Irish tech experts at TSSG are working with their European counterparts to develop a new truck navigation system to prevent vehicles being used in a terrorist attack, like reported by siliconrepublic.com.
The Telecommunications, Software and Systems Group (TSSG) at Waterford Institute of Technology (WIT) has secured a major role in a €3m secure truck navigation project –TransSec.
A carefully curated selection of expert teams across Europe are working together with a leading truck manufacturer to develop a new kind of truck, fitted with impregnable road transport and dangerous goods protection systems.
TSSG brings telecoms expertise
The project includes precise vehicle positioning and navigation for on road use, including lane positioning, as well as off road use safeguards. As well as this, it includes vehicle movement monitoring for dangerous goods, with a critical area alarm and integration into the European-wide emergency eCall system.
TSSG brings its expertise in V2X communication and risk communication expertise, to the consortium. TSSG has been involved in several projects and initiatives involving cooperative communications.
V2X explained
V2X (vehicle-to-everything) communication is the umbrella term for the communication system of a vehicle, where data from sensors and other sources travels via high-bandwidth, low-latency connectivity. There are several components in V2X communication, including vehicle-to-pedestrian (V2P); vehicle-to-network (V2N) communications; vehicle-to-vehicle (V2V) and vehicle-to-infrastructure (V2I).
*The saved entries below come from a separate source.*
//! Transfer Engine
//!
//! Executes the transfer protocol against two accounts fetched from the
//! ledger. Every attempt gets a transaction id, records exactly one outcome
//! in the statistics, and releases both locks before returning.

use std::sync::Arc;
use std::sync::atomic::{AtomicU64, Ordering};
use std::time::Duration;

use crate::account::{Account, BalanceGuard};
use crate::balance::Balance;
use crate::core_types::{AccountId, Amount, TransactionId};
use crate::error::LedgerError;
use crate::ledger::Ledger;

use super::backoff::{BackoffClock, BackoffPolicy, SystemClock};
use super::cancel::CancelToken;
use super::state::{PhaseTracker, TransferPhase};
use super::stats::{StatisticsSnapshot, TransferStatistics};
use super::{LockStrategy, TransferRequest};

/// Default slice an ordered transfer blocks on a lock before re-checking cancellation
pub const DEFAULT_LOCK_POLL_INTERVAL: Duration = Duration::from_millis(10);

#[derive(Debug, Clone, PartialEq, Eq)]
pub struct EngineConfig {
    /// Retry policy for [`LockStrategy::TryLock`]
    pub backoff: BackoffPolicy,
    /// Ordered transfers wait in slices of this length, checking for cancellation in between
    pub lock_poll_interval: Duration,
}

impl Default for EngineConfig {
    fn default() -> Self {
        Self {
            backoff: BackoffPolicy::default(),
            lock_poll_interval: DEFAULT_LOCK_POLL_INTERVAL,
        }
    }
}

/// Balances right after a committed transfer, read under both locks
#[derive(Debug, Clone, Copy, PartialEq, Eq)]
pub struct TransferReceipt {
    pub from_balance: Amount,
    pub to_balance: Amount,
    /// Lock acquisition rounds (always 1 for ordered transfers)
    pub lock_attempts: u32,
}

/// Outcome of one `transfer` call
#[derive(Debug, Clone, PartialEq, Eq)]
pub struct TransferResult {
    pub transaction_id: TransactionId,
    pub request: TransferRequest,
    pub outcome: Result<TransferReceipt, LedgerError>,
}

impl TransferResult {
    pub fn is_success(&self) -> bool {
        self.outcome.is_ok()
    }

    /// Failure reason, `None` on success
    pub fn reason(&self) -> Option<&LedgerError> {
        self.outcome.as_ref().err()
    }

    pub fn into_result(self) -> Result<TransferReceipt, LedgerError> {
        self.outcome
    }
}

pub struct TransferEngine {
    ledger: Arc<Ledger>,
    stats: TransferStatistics,
    last_transaction_id: AtomicU64,
    config: EngineConfig,
    clock: Arc<dyn BackoffClock>,
}

impl TransferEngine {
    pub fn new(ledger: Arc<Ledger>) -> Self {
        Self::with_config(ledger, EngineConfig::default())
    }

    pub fn with_config(ledger: Arc<Ledger>, config: EngineConfig) -> Self {
        Self {
            ledger,
            stats: TransferStatistics::new(),
            last_transaction_id: AtomicU64::new(0),
            config,
            clock: Arc::new(SystemClock),
        }
    }

    /// Replace the backoff clock (tests drive retries on virtual time)
    pub fn with_clock(mut self, clock: Arc<dyn BackoffClock>) -> Self {
        self.clock = clock;
        self
    }

    pub fn ledger(&self) -> &Arc<Ledger> {
        &self.ledger
    }

    pub fn config(&self) -> &EngineConfig {
        &self.config
    }

    pub fn statistics(&self) -> StatisticsSnapshot {
        self.stats.snapshot()
    }

    pub fn get_balance(&self, id: AccountId) -> Result<Amount, LedgerError> {
        self.ledger.get_balance(id)
    }

    /// Move `amount` from `from` to `to` using `strategy`. Cannot be cancelled.
    pub fn transfer(
        &self,
        from: AccountId,
        to: AccountId,
        amount: Amount,
        strategy: LockStrategy,
    ) -> TransferResult {
        let never = CancelToken::new();
        self.transfer_with_cancel(TransferRequest::new(from, to, amount, strategy), &never)
    }

    /// Execute `request`, giving up with `Cancelled` if `cancel` fires while
    /// waiting for a lock or sleeping in backoff.
    pub fn transfer_with_cancel(
        &self,
        request: TransferRequest,
        cancel: &CancelToken,
    ) -> TransferResult {
        let transaction_id = self.last_transaction_id.fetch_add(1, Ordering::SeqCst) + 1;
        self.stats.record_attempt();

        let mut phase = PhaseTracker::new();
        let outcome = self.execute(&request, cancel, &mut phase);

        match &outcome {
            Ok(receipt) => {
                phase.advance(TransferPhase::Success);
                self.stats.record_strategy_success(request.strategy);
                self.stats.record_success();
                tracing::debug!(
                    target: "TRANSFER",
                    transaction_id,
                    from = request.from,
                    to = request.to,
                    amount = request.amount,
                    strategy = %request.strategy,
                    from_balance = receipt.from_balance,
                    to_balance = receipt.to_balance,
                    lock_attempts = receipt.lock_attempts,
                    "Transfer committed"
                );
            }
            Err(err) => {
                let failed_in = phase.current();
                phase.advance(TransferPhase::Failed);
                match err {
                    LedgerError::InsufficientFunds { .. } => self.stats.incr_insufficient_funds(),
                    LedgerError::Cancelled => self.stats.incr_cancelled(),
                    LedgerError::LockAcquisitionExhausted { .. } => self.stats.incr_exhausted(),
                    _ => {}
                }
                self.stats.record_failure();
                if err.is_retryable() {
                    tracing::warn!(
                        target: "TRANSFER",
                        transaction_id,
                        from = request.from,
                        to = request.to,
                        amount = request.amount,
                        strategy = %request.strategy,
                        code = err.code(),
                        phase = %failed_in,
                        "Transfer abandoned: {}", err
                    );
                } else {
                    tracing::debug!(
                        target: "TRANSFER",
                        transaction_id,
                        from = request.from,
                        to = request.to,
                        amount = request.amount,
                        strategy = %request.strategy,
                        code = err.code(),
                        phase = %failed_in,
                        "Transfer rejected: {}", err
                    );
                }
            }
        }

        TransferResult {
            transaction_id,
            request,
            outcome,
        }
    }

    fn execute(
        &self,
        request: &TransferRequest,
        cancel: &CancelToken,
        phase: &mut PhaseTracker,
    ) -> Result<TransferReceipt, LedgerError> {
        if request.amount == 0 {
            return Err(LedgerError::InvalidAmount);
        }
        if request.from == request.to {
            return Err(LedgerError::SameAccount);
        }
        let from = self.ledger.get_account(request.from)?;
        let to = self.ledger.get_account(request.to)?;

        phase.advance(TransferPhase::LocksAcquiring);
        match request.strategy {
            LockStrategy::Ordered => {
                self.transfer_ordered(&from, &to, request.amount, cancel, phase)
            }
            LockStrategy::TryLock => {
                self.transfer_try_lock(&from, &to, request.amount, cancel, phase)
            }
        }
    }

    // ============================================================
    // STRATEGY A: ORDERED TWO-PHASE LOCKING
    // ============================================================

    fn transfer_ordered(
        &self,
        from: &Account,
        to: &Account,
        amount: Amount,
        cancel: &CancelToken,
        phase: &mut PhaseTracker,
    ) -> Result<TransferReceipt, LedgerError> {
        let source_first = from.id() < to.id();
        let (first, second) = if source_first { (from, to) } else { (to, from) };

        let mut first_guard = self.lock_cancellable(first, cancel)?;
        // On cancellation first_guard drops here, releasing the lower lock
        let mut second_guard = self.lock_cancellable(second, cancel)?;
        phase.advance(TransferPhase::LocksHeld);

        let (from_balance, to_balance) = if source_first {
            (&mut *first_guard, &mut *second_guard)
        } else {
            (&mut *second_guard, &mut *first_guard)
        };
        let result = settle(to.id(), from_balance, to_balance, amount, 1, phase);

        drop(second_guard);
        drop(first_guard);
        phase.advance(TransferPhase::Released);
        result
    }

    /// Block on `account`'s lock in bounded slices, bailing out on cancellation.
    fn lock_cancellable<'a>(
        &self,
        account: &'a Account,
        cancel: &CancelToken,
    ) -> Result<BalanceGuard<'a>, LedgerError> {
        loop {
            if cancel.is_cancelled() {
                return Err(LedgerError::Cancelled);
            }
            if let Some(guard) = account.try_lock_for(self.config.lock_poll_interval) {
                return Ok(guard);
            }
        }
    }

    // ============================================================
    // STRATEGY B: TRY-LOCK WITH BOUNDED BACKOFF
    // ============================================================

    fn transfer_try_lock(
        &self,
        from: &Account,
        to: &Account,
        amount: Amount,
        cancel: &CancelToken,
        phase: &mut PhaseTracker,
    ) -> Result<TransferReceipt, LedgerError> {
        let policy = &self.config.backoff;
        let started = self.clock.now();
        let mut attempts = 0u32;

        loop {
            if cancel.is_cancelled() {
                return Err(LedgerError::Cancelled);
            }
            attempts = attempts.saturating_add(1);

            if let Some(mut from_guard) = from.try_lock() {
                if let Some(mut to_guard) = to.try_lock() {
                    phase.advance(TransferPhase::LocksHeld);
                    let result =
                        settle(to.id(), &mut from_guard, &mut to_guard, amount, attempts, phase);
                    drop(to_guard);
                    drop(from_guard);
                    phase.advance(TransferPhase::Released);
                    return result;
                }
                // Never wait while holding the source
                drop(from_guard);
            }

            let elapsed = self.clock.now().saturating_duration_since(started);
            if policy.is_exhausted(attempts - 1, elapsed) {
                return Err(LedgerError::LockAcquisitionExhausted { attempts });
            }
            self.stats.incr_lock_retry();

            phase.advance(TransferPhase::LocksAcquiring);
            if !self.clock.sleep(policy.delay_for(attempts), cancel) {
                return Err(LedgerError::Cancelled);
            }
        }
    }
}

/// Validate and apply with both locks held. Leaves both balances untouched on error.
fn settle(
    to_id: AccountId,
    from_balance: &mut Balance,
    to_balance: &mut Balance,
    amount: Amount,
    lock_attempts: u32,
    phase: &mut PhaseTracker,
) -> Result<TransferReceipt, LedgerError> {
    phase.advance(TransferPhase::Validating);
    if !from_balance.can_debit(amount) {
        phase.advance(TransferPhase::InsufficientFunds);
        return Err(LedgerError::InsufficientFunds {
            available: from_balance.amount(),
            requested: amount,
        });
    }
    if !to_balance.can_credit(amount) {
        return Err(LedgerError::BalanceOverflow(to_id));
    }

    // Both sides were checked under the same locks
    phase.advance(TransferPhase::Apply);
    let debited = from_balance.debit(amount);
    debug_assert!(debited);
    let credited = to_balance.credit(amount);
    debug_assert!(credited.is_ok());

    Ok(TransferReceipt {
        from_balance: from_balance.amount(),
        to_balance: to_balance.amount(),
        lock_attempts,
    })
}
A recent report on V2X from Huawei’s German research centre said: “While this example might seem far into the future, most of the technology needed to enable it (high precision maps, real time traffic information, sensors inside the vehicle such as radars, cameras, ultrasonic, etc.) are either already available or will be in the near future. The most prominent missing component is a high reliability, low latency communications system.”
TransSec will also provide vehicle communication security for critical information exchange as well as on-board, pre-crash environment detection of vulnerable objects, both on and off road.
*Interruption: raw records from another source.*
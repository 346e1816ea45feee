use std::fs;
use std::time::Duration;

use anyhow::Context;
use serde::{Deserialize, Serialize};

use crate::core_types::{AccountId, Amount};
use crate::simulation::SimulationConfig;
use crate::transfer::engine::DEFAULT_LOCK_POLL_INTERVAL;
use crate::transfer::{BackoffKind, BackoffPolicy, EngineConfig};

#[derive(Debug, Serialize, Deserialize, Clone)]
pub struct AppConfig {
    pub log_level: String,
    pub log_dir: String,
    pub log_file: String,
    pub use_json: bool,
    pub rotation: String,
    /// Per-transfer events (target `TRANSFER`); off keeps logs to phase summaries
    pub enable_tracing: bool,
    #[serde(default)]
    pub engine: EngineSettings,
    #[serde(default)]
    pub simulation: SimulationConfig,
    /// Accounts opened before every simulation phase
    #[serde(default = "default_accounts")]
    pub accounts: Vec<AccountSeed>,
}

#[derive(Debug, Serialize, Deserialize, Clone, PartialEq, Eq)]
pub struct AccountSeed {
    pub id: AccountId,
    pub owner: String,
    pub balance: Amount,
}

fn default_accounts() -> Vec<AccountSeed> {
    [
        (1, "Alice", 10_000),
        (2, "Bob", 5_000),
        (3, "Charlie", 8_000),
        (4, "David", 3_000),
    ]
    .into_iter()
    .map(|(id, owner, balance)| AccountSeed {
        id,
        owner: owner.to_string(),
        balance,
    })
    .collect()
}

#[derive(Debug, Serialize, Deserialize, Clone, PartialEq, Eq)]
#[serde(default)]
pub struct EngineSettings {
    pub lock_poll_interval_ms: u64,
    pub backoff: BackoffSettings,
}

impl Default for EngineSettings {
    fn default() -> Self {
        Self {
            lock_poll_interval_ms: DEFAULT_LOCK_POLL_INTERVAL.as_millis() as u64,
            backoff: BackoffSettings::default(),
        }
    }
}

/// Try-lock retry budget. `max_retries: ~` retries until the deadline (or forever).
#[derive(Debug, Serialize, Deserialize, Clone, PartialEq, Eq)]
#[serde(default)]
pub struct BackoffSettings {
    pub kind: BackoffKind,
    pub initial_delay_us: u64,
    pub max_delay_us: u64,
    pub max_retries: Option<u32>,
    pub deadline_ms: Option<u64>,
    pub jitter: bool,
}

impl Default for BackoffSettings {
    fn default() -> Self {
        let policy = BackoffPolicy::default();
        Self {
            kind: policy.kind,
            initial_delay_us: policy.initial_delay.as_micros() as u64,
            max_delay_us: policy.max_delay.as_micros() as u64,
            max_retries: policy.max_retries,
            deadline_ms: policy.deadline.map(|d| d.as_millis() as u64),
            jitter: policy.jitter,
        }
    }
}

impl BackoffSettings {
    pub fn to_policy(&self) -> BackoffPolicy {
        BackoffPolicy {
            kind: self.kind,
            initial_delay: Duration::from_micros(self.initial_delay_us),
            max_delay: Duration::from_micros(self.max_delay_us.max(self.initial_delay_us)),
            max_retries: self.max_retries,
            deadline: self.deadline_ms.map(Duration::from_millis),
            jitter: self.jitter,
        }
    }
}

impl EngineSettings {
    pub fn to_engine_config(&self) -> EngineConfig {
        EngineConfig {
            backoff: self.backoff.to_policy(),
            lock_poll_interval: Duration::from_millis(self.lock_poll_interval_ms.max(1)),
        }
    }
}

impl AppConfig {
    pub fn load(env: &str) -> anyhow::Result<Self> {
        let config_path = format!("config/{}.yaml", env);
        let content = fs::read_to_string(&config_path)
            .with_context(|| format!("Failed to read config file: {}", config_path))?;
        Self::from_yaml(&content).with_context(|| format!("Failed to parse {}", config_path))
    }

    pub fn from_yaml(content: &str) -> anyhow::Result<Self> {
        Ok(serde_yaml::from_str(content)?)
    }
}

#[cfg(test)]
mod tests {
    use super::*;
    use crate::simulation::StrategyMix;

    const MINIMAL: &str = r#"
log_level: info
log_dir: ./logs
log_file: ledger.log
use_json: false
rotation: daily
enable_tracing: false
"#;

    #[test]
    fn test_minimal_config_uses_defaults() {
        let config = AppConfig::from_yaml(MINIMAL).unwrap();
        assert_eq!(config.log_level, "info");
        assert_eq!(config.accounts.len(), 4);
        assert_eq!(config.accounts[0].owner, "Alice");
        assert_eq!(config.engine, EngineSettings::default());
        assert_eq!(config.engine.to_engine_config(), EngineConfig::default());
    }

    #[test]
    fn test_full_config() {
        let yaml = format!(
            "{MINIMAL}{}",
            r#"
engine:
  lock_poll_interval_ms: 5
  backoff:
    kind: fixed
    initial_delay_us: 10000
    max_delay_us: 10000
    max_retries: ~
    deadline_ms: 2000
    jitter: false
simulation:
  workers: 8
  transfers_per_worker: 50
  min_amount: 10
  max_amount: 109
  strategy: try_lock
  seed: 7
  queue_capacity: 16
accounts:
  - { id: 10, owner: Erin, balance: 100 }
"#
        );
        let config = AppConfig::from_yaml(&yaml).unwrap();

        let engine = config.engine.to_engine_config();
        assert_eq!(engine.lock_poll_interval, Duration::from_millis(5));
        assert_eq!(engine.backoff.kind, BackoffKind::Fixed);
        assert_eq!(engine.backoff.initial_delay, Duration::from_millis(10));
        assert_eq!(engine.backoff.max_retries, None);
        assert_eq!(engine.backoff.deadline, Some(Duration::from_secs(2)));
        assert!(!engine.backoff.jitter);

        assert_eq!(config.simulation.workers, 8);
        assert_eq!(config.simulation.strategy, StrategyMix::TryLock);
        assert_eq!(config.simulation.seed, 7);
        assert_eq!(
            config.accounts,
            vec![AccountSeed {
                id: 10,
                owner: "Erin".to_string(),
                balance: 100
            }]
        );
    }

    #[test]
    fn test_partial_engine_block() {
        let yaml = format!("{MINIMAL}engine:\n  backoff:\n    deadline_ms: 250\n");
        let engine = AppConfig::from_yaml(&yaml).unwrap().engine.to_engine_config();
        assert_eq!(engine.backoff.deadline, Some(Duration::from_millis(250)));
        assert_eq!(engine.backoff.max_retries, Some(1000));
        assert_eq!(engine.lock_poll_interval, DEFAULT_LOCK_POLL_INTERVAL);
    }

    #[test]
    fn test_invalid_yaml() {
        assert!(AppConfig::from_yaml("log_level: [").is_err());
    }

    #[test]
    fn test_missing_file() {
        let err = AppConfig::load("does-not-exist").unwrap_err();
        assert!(err.to_string().contains("config/does-not-exist.yaml"));
    }
}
The plans also feature protected, autonomous emergency manoeuvring for crash prevention.
The project is financed under the Horizon 2020 Galileo-GSA-2017. TSSG is working with European partners including Daimler AG, Universitaet Stuttgart in Germany; TeleConsult Austria GmbH and Spain’s Fundacion Centro de Tecnologais de Interaccion Visual y Comunicaciones Vicomtech.
A major project
Acting director of research at TSSG, Dr. Sasitharan Balasubramaniam, said: “We are growing our smart mobility/ intelligent transport group in-house and TransSec is a major project for us. It will allow us to build on our current expertise.”
Frances Cleary, TSSG research unit manager, said that the TransSec project addresses a new danger in European countries, the increasing number of terrorist attacks. She added: “Terror attacks with trucks in Nice and Berlin have shown drastically the damage a heavy truck can cause; how easy it is to misuse a truck for attacks and that the newest safety systems cannot prevent these attacks,” she explained.
The TSSG project team will help to produce an early prototype, which can be implemented by truck companies during manufacture or retrofitted to existing fleets. The system will be tested and piloted after 12, 24 and 36 months of the project lifetime.
“Terrorist attacks using vehicles are very hard to prevent – but there are security measures that truck manufactures and cities could take. TransSec will focus on developing security solutions for trucks to avoid their usage as terrorist weapons,” Cleary said.